For far too long, mental health issues were either dismissed or ignored by a music business that wallowed in the fact there was never an ‘off’ switch: seeing long working days and excess as part of the job with no thought for the consequences.
Fortunately, those dangerously archaic attitudes are starting to change. At AIM’s Indie-Con conference in London today, the Help Musicians UK Presents: Can Music Make You Sick? panel provided an important platform to debate these issues in public.
It followed on from Help Musicians UK’s report of the same name last year, where 2,200 people in the industry completed a survey on mental health issues. This panel brought together a range of people, including artists and festival organisers, to talk candidly and intelligently about their own experiences with mental health issues.
The fact that 70% of musicians surveyed said they had experienced panic attacks and anxiety and 65% said they had suffered from depression (three times the general average) means that it is no longer something the industry can sweep under the carpet.
Again and again, those on the panel reiterated that society in general needs to stop treating mental health issues as a taboo subject and that those experiencing problems need to be reassured that they are not alone as help is available.
“Mental health is still a taboo subject. If you break a leg, you can go to the hospital and get it fixed but if you are broken inside [that is a different matter],” said musician and BBC 6Music DJ Tom Robinson, who talked about his own nervous breakdown aged 16, and how he spent six years in a therapeutic community.
Robinson added that the fame he craved from a young age was a double-edged sword. “It was a case of a man who got what he wanted and lost what he had,” he said, talking of the pressure of people wanting a piece of you when you are famous but not caring about the person behind the fame.
Robinson said this all led him to a second nervous breakdown at 30 and a suicide attempt. “I don’t think my experience is that uncommon,” he said.

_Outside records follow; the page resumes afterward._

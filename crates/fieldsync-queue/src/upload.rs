use std::future::Future;
use std::path::{Path, PathBuf};

use fieldsync_core::{content_hash, EvidenceRecord};
use thiserror::Error;
use tracing::debug;

/// Why an upload attempt failed. Never escapes the drain loop: it is recorded
/// on the record as `status = error` plus `last_error`.
#[derive(Debug, Error)]
pub enum UploadError {
    #[error("authentication failed: {0}")]
    Auth(String),
    #[error("network error: {0}")]
    Network(String),
    #[error("upload rejected: {0}")]
    Rejected(String),
    #[error("upload io error: {0}")]
    Io(#[from] std::io::Error),
}

/// Bearer credential. Held in memory for one attempt and never persisted.
#[derive(Clone)]
pub struct Credential(String);

impl Credential {
    pub fn new(token: impl Into<String>) -> Self {
        Self(token.into())
    }

    pub fn is_empty(&self) -> bool {
        self.0.trim().is_empty()
    }
}

impl std::fmt::Debug for Credential {
    fn fmt(&self, f: &mut std::fmt::Formatter<'_>) -> std::fmt::Result {
        f.write_str("Credential(<redacted>)")
    }
}

#[derive(Clone, Debug, PartialEq, Eq)]
pub struct UploadReceipt {
    pub remote_url: String,
}

/// Sends one record's payload to the evidence endpoint. Must be idempotent on
/// `content_hash`: the same record may be sent twice when pages race.
pub trait Uploader: Send + Sync {
    fn upload(
        &self,
        record: &EvidenceRecord,
        credential: &Credential,
    ) -> impl Future<Output = Result<UploadReceipt, UploadError>> + Send;
}

/// Supplies the bearer credential on demand.
pub trait TokenProvider: Send + Sync {
    fn token(&self) -> impl Future<Output = Result<Credential, UploadError>> + Send;
}

/// Fixed token, typically read from the environment.
#[derive(Clone, Debug, Default)]
pub struct StaticToken {
    token: Option<Credential>,
}

impl StaticToken {
    pub fn new(token: impl Into<String>) -> Self {
        Self { token: Some(Credential::new(token)) }
    }

    pub fn from_env(var: &str) -> Self {
        Self {
            token: std::env::var(var).ok().map(Credential::new),
        }
    }
}

impl TokenProvider for StaticToken {
    async fn token(&self) -> Result<Credential, UploadError> {
        match &self.token {
            Some(t) if !t.is_empty() => Ok(t.clone()),
            _ => Err(UploadError::Auth("no access token available".into())),
        }
    }
}

/// Uploads into a local directory, content-addressed by hash. Re-sending the
/// same payload lands on the same path.
#[derive(Clone, Debug)]
pub struct FsUploader {
    pub root: PathBuf,
    /// Prefix for the returned URL; `file://` + absolute path when unset.
    pub base_url: Option<String>,
}

impl FsUploader {
    pub fn new(root: PathBuf, base_url: Option<String>) -> Self {
        Self { root, base_url }
    }

    fn relative_path(record: &EvidenceRecord) -> PathBuf {
        let hash = &record.content_hash;
        let shard = hash.get(..2).unwrap_or("00");
        Path::new(&record.job_id)
            .join(&record.milestone_id)
            .join(shard)
            .join(hash)
    }
}

impl Uploader for FsUploader {
    async fn upload(&self, record: &EvidenceRecord, credential: &Credential) -> Result<UploadReceipt, UploadError> {
        if credential.is_empty() {
            return Err(UploadError::Auth("empty bearer token".into()));
        }
        if content_hash(&record.file) != record.content_hash {
            return Err(UploadError::Rejected(format!(
                "content hash mismatch for {}",
                record.file_name
            )));
        }
        let rel = Self::relative_path(record);
        let dest = self.root.join(&rel);
        if let Some(parent) = dest.parent() {
            tokio::fs::create_dir_all(parent).await?;
        }
        if tokio::fs::try_exists(&dest).await? {
            debug!(record = %record.id, path = %dest.display(), "payload already stored");
        } else {
            tokio::fs::write(&dest, &record.file).await?;
        }
        let remote_url = match &self.base_url {
            Some(base) => format!("{}/{}", base.trim_end_matches('/'), rel.to_string_lossy().replace('\\', "/")),
            None => format!("file://{}", dest.display()),
        };
        Ok(UploadReceipt { remote_url })
    }
}

#[cfg(test)]
mod tests {
    use super::*;
    use fieldsync_core::{CaptureInput, RecordId};
    use tempfile::tempdir;

    fn record() -> EvidenceRecord {
        CaptureInput::from_bytes("j1", "m1", "a.jpg", "image/jpeg", b"payload".to_vec())
            .into_record(RecordId::from_str("e1"), 1)
    }

    #[tokio::test]
    async fn fs_uploader_is_idempotent_on_content_hash() {
        let dir = tempdir().unwrap();
        let up = FsUploader::new(dir.path().to_path_buf(), Some("https://x/".into()));
        let cred = Credential::new("t");
        let a = up.upload(&record(), &cred).await.unwrap();
        let b = up.upload(&record(), &cred).await.unwrap();
        assert_eq!(a, b);
        assert!(a.remote_url.starts_with("https://x/j1/m1/"));
        assert!(a.remote_url.ends_with(&record().content_hash));
    }

    #[tokio::test]
    async fn fs_uploader_rejects_tampered_payload() {
        let dir = tempdir().unwrap();
        let up = FsUploader::new(dir.path().to_path_buf(), None);
        let mut rec = record();
        rec.file = b"other".to_vec();
        let err = up.upload(&rec, &Credential::new("t")).await.unwrap_err();
        assert!(matches!(err, UploadError::Rejected(_)));
    }

    #[tokio::test]
    async fn missing_token_is_auth_error() {
        let err = StaticToken::default().token().await.unwrap_err();
        assert!(matches!(err, UploadError::Auth(_)));
        assert!(StaticToken::new("abc").token().await.is_ok());
    }

    #[test]
    fn credential_debug_is_redacted() {
        let c = Credential::new("secret");
        assert_eq!(format!("{c:?}"), "Credential(<redacted>)");
        assert!(!c.is_empty());
        assert!(Credential::new("  ").is_empty());
    }
}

Sofia Genders, co-founder of End of the Road festival, said the pressure on people within the industry is a huge problem, where people are expected to work around the clock, surrendering their leisure time as a result.
“In the end, that’s not sustainable,” she said, adding that she is off work and recovering from chronic fatigue syndrome but was unaware of the warning signs until it was too late.
“I wasn’t listening to those moments where I could have changed my path,” she said, suggesting that the industry as a whole needs to be better educated about identifying and reacting to these warning signs as early as possible.
Lauren Aquilina was signed to Island Records but left her deal after her mental health issues became unmanageable for her. Her doctor said that the instability of her profession and the huge pressures on her as an artist and performer were the causes.
“The 100% pressure of being an artist mean you can’t switch off,” she said. The breaking point came, however, and she had to finally put herself first. “I made the tough decision to walk away from my record deal,” she said, having also to deal with the guilt she felt for making that decision.
“My mental health had to come first,” she said, explaining how she is now much happier working behind the scenes as a writer and being a campaigner to help others who might be in a similar situation to her when it all got too much. “I am trying to be the female role model I wish I had at 16,” she said.
Amy Studt had a similar experience and her stories stood a blunt reminder that the industry historically offered its artists no safety net. She signed to 19 Management when very young and then got a deal with Polydor at 14, being developed as a teen-pop star.
Studt said her mental health problems dated back to when she was 12 but she was not diagnosed as rapid-cycling bipolar until she was 25. That was after she had a nervous breakdown at 22.
“There were suicide attempts and I had to be put in an institution,” she said. “Luckily the institution had a piano.” So she played and wrote, with music helping to bring her the stability she needed.
Robinson spoke of the inherent irony here. “Playing music is therapeutic, but music as a career can be destructive,” he said. “But it doesn’t have to be.” He added that people on panels such as this can help change the conversation within the industry and remind people with mental health issues that they can make it through to the other side.
“We are here and we are functioning,” he said of those on the panel who had mental health issues. “There is a lot of positive stuff that can come out of this.”
Aquilina noted that when she posted online about walking away from her label deal, others in similar situations came forward to offer their support and tell their stories. “If that had been the case six months earlier, I might not have quit,” she said.
On what the industry needs to do here, Genders said, “Change the standards and change what is expected of you.” She added that the industry as a whole needs to end this expectation that you have to work all the time. The industry also needs to be better attuned to the issues to that it can step in earlier and offer help where it can.
“What are the early warning signs and what are the things to look out for are?” she asked. “I just steamed through them.”
With music industry conferences often being all about doing deals, notching up success after success and getting to grips with a changing technological landscape, there is a lot of deification about charging relentlessly into the future.
Here instead was a hugely important panel that – in bold and brave terms – laid bare the all-too-human cost of that.